Por qué el magnesio puede no hacer efecto: el error más frecuente al elegir el suplemento


La forma de consumo, el tipo de magnesio y la dosis diaria pueden explicar por qué algunas personas no perciben beneficios sobre el sueño, los calambres o la energía


Redactor: Luis Ortega
Editor: Karem Díaz S.

El magnesio se convirtió en uno de los suplementos más buscados por personas que intentan dormir mejor, reducir calambres, sostener la energía o aliviar molestias musculares. Sin embargo, no siempre produce el efecto esperado. La falta de resultados no depende solo de tomarlo o no tomarlo, sino de dos factores concretos: la forma elegida y la cantidad diaria consumida.

El problema más frecuente es asumir que todos los suplementos de magnesio funcionan igual. En realidad, el mineral aparece unido a distintas moléculas, como ácidos o aminoácidos, y esa combinación orienta su uso habitual. Algunas formas se asocian más con el tránsito intestinal, otras con el descanso, otras con la función muscular y otras con procesos cognitivos.
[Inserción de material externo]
//! EVM RPC access.
//!
//! The indexer consumes four capabilities: head block number, inclusive
//! log filtering, block timestamps, and `eth_call`. They are expressed as
//! a trait so the sync loop can run against a mock in tests.

mod client;

pub use client::HttpChainClient;

use alloy_primitives::Address;
use async_trait::async_trait;

use crate::domain::events::RawLog;

#[derive(Debug, thiserror::Error)]
pub enum ChainError {
    #[error("rpc transport error: {0}")]
    Transport(#[from] reqwest::Error),
    #[error("rpc error response: {0}")]
    Rpc(String),
    #[error("malformed rpc response: {0}")]
    Malformed(String),
}

/// Minimal EVM JSON-RPC surface, at-least-once semantics.
#[async_trait]
pub trait ChainClient: Send + Sync {
    /// Current head block number.
    async fn block_number(&self) -> Result<u64, ChainError>;

    /// Logs emitted by `addresses` in `[from, to]`, both ends inclusive,
    /// in chain order.
    async fn filter_logs(
        &self,
        from: u64,
        to: u64,
        addresses: &[Address],
    ) -> Result<Vec<RawLog>, ChainError>;

    /// Timestamp of the given block.
    async fn block_timestamp(&self, number: u64) -> Result<u64, ChainError>;

    /// `eth_call` against the latest block.
    async fn call(&self, to: Address, data: Vec<u8>) -> Result<Vec<u8>, ChainError>;
}

#[cfg(test)]
pub mod mock {
    use std::collections::HashMap;
    use std::sync::Mutex;

    use super::*;

    /// Canned-response client for sync-loop and handler tests.
    #[derive(Default)]
    pub struct MockChainClient {
        pub head: Mutex<u64>,
        /// block number -> logs in that block
        pub logs: Mutex<HashMap<u64, Vec<RawLog>>>,
        /// block number -> timestamp
        pub timestamps: Mutex<HashMap<u64, u64>>,
        /// ranges that fail until narrowed to a single block
        pub failing_ranges: Mutex<Vec<(u64, u64)>>,
        pub call_result: Mutex<Option<Vec<u8>>>,
    }

    #[async_trait]
    impl ChainClient for MockChainClient {
        async fn block_number(&self) -> Result<u64, ChainError> {
            Ok(*self.head.lock().unwrap())
        }

        async fn filter_logs(
            &self,
            from: u64,
            to: u64,
            _addresses: &[Address],
        ) -> Result<Vec<RawLog>, ChainError> {
            if self
                .failing_ranges
                .lock()
                .unwrap()
                .iter()
                .any(|&(f, t)| f == from && t == to)
            {
                return Err(ChainError::Rpc("query returned more than results".into()));
            }
            let logs = self.logs.lock().unwrap();
            let mut out = Vec::new();
            for block in from..=to {
                if let Some(block_logs) = logs.get(&block) {
                    out.extend(block_logs.iter().cloned());
                }
            }
            Ok(out)
        }

        async fn block_timestamp(&self, number: u64) -> Result<u64, ChainError> {
            self.timestamps
                .lock()
                .unwrap()
                .get(&number)
                .copied()
                .ok_or_else(|| ChainError::Malformed(format!("no timestamp for block {number}")))
        }

        async fn call(&self, _to: Address, _data: Vec<u8>) -> Result<Vec<u8>, ChainError> {
            self.call_result
                .lock()
                .unwrap()
                .clone()
                .ok_or_else(|| ChainError::Rpc("execution reverted".into()))
        }
    }
}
Por eso, una persona puede estar tomando magnesio todos los días y aun así no notar cambios si eligió una variante que no corresponde a su necesidad principal. También puede ocurrir que la dosis quede por debajo de los rangos recomendados por organismos de referencia como la Organización Mundial de la Salud y los Institutos Nacionales de la Salud de Estados Unidos.

No todos los tipos de magnesio tienen el mismo objetivo

El citrato de magnesio suele utilizarse para combatir el estreñimiento por su acción laxante suave. Por esa razón, puede ser una opción útil cuando el objetivo principal está relacionado con el tránsito intestinal, pero no necesariamente será la mejor alternativa si la búsqueda está centrada en dormir mejor o mejorar el rendimiento físico.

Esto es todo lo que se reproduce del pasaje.